(Saved data entries)

::::::::

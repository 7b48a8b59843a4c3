//! Error taxonomy for the sandbox lifecycle engine.
//!
//! Kinds, not one type per failure site: configuration mistakes (unknown
//! profile, foreign working directory) are a distinct kind from engine
//! failures, which fold transient and fatal Docker errors into a single
//! reported variant carrying the underlying message.

use thiserror::Error;

#[derive(Error, Debug)]
pub enum SandboxError {
    #[error("Profile not found: {0}")]
    ProfileNotFound(String),

    #[error("working directory was not obtained from working_directory(); refusing to use it")]
    ForeignWorkdir,

    #[error("Docker error: {0}")]
    Docker(#[from] bollard::errors::Error),

    #[error("I/O error: {0}")]
    Io(#[from] std::io::Error),

    #[error("{0}")]
    Other(String),
}

pub type SandboxResult<T> = std::result::Result<T, SandboxError>;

::::::::

All the records above are to be reproduced exactly.

repository 7b48a8b59843a4c3
//! Error taxonomy for the sandbox lifecycle engine.
//!
//! Kinds, not one type per failure site: configuration mistakes (unknown
//! profile, foreign working directory) are a distinct kind from engine
//! failures, which fold transient and fatal Docker errors into a single
//! reported variant carrying the underlying message.

use thiserror::Error;

#[derive(Error, Debug)]
pub enum SandboxError {
    #[error("Profile not found: {0}")]
    ProfileNotFound(String),

    #[error("working directory was not obtained from working_directory(); refusing to use it")]
    ForeignWorkdir,

    #[error("Docker error: {0}")]
    Docker(#[from] bollard::errors::Error),

    #[error("I/O error: {0}")]
    Io(#[from] std::io::Error),

    #[error("{0}")]
    Other(String),
}

pub type SandboxResult<T> = std::result::Result<T, SandboxError>;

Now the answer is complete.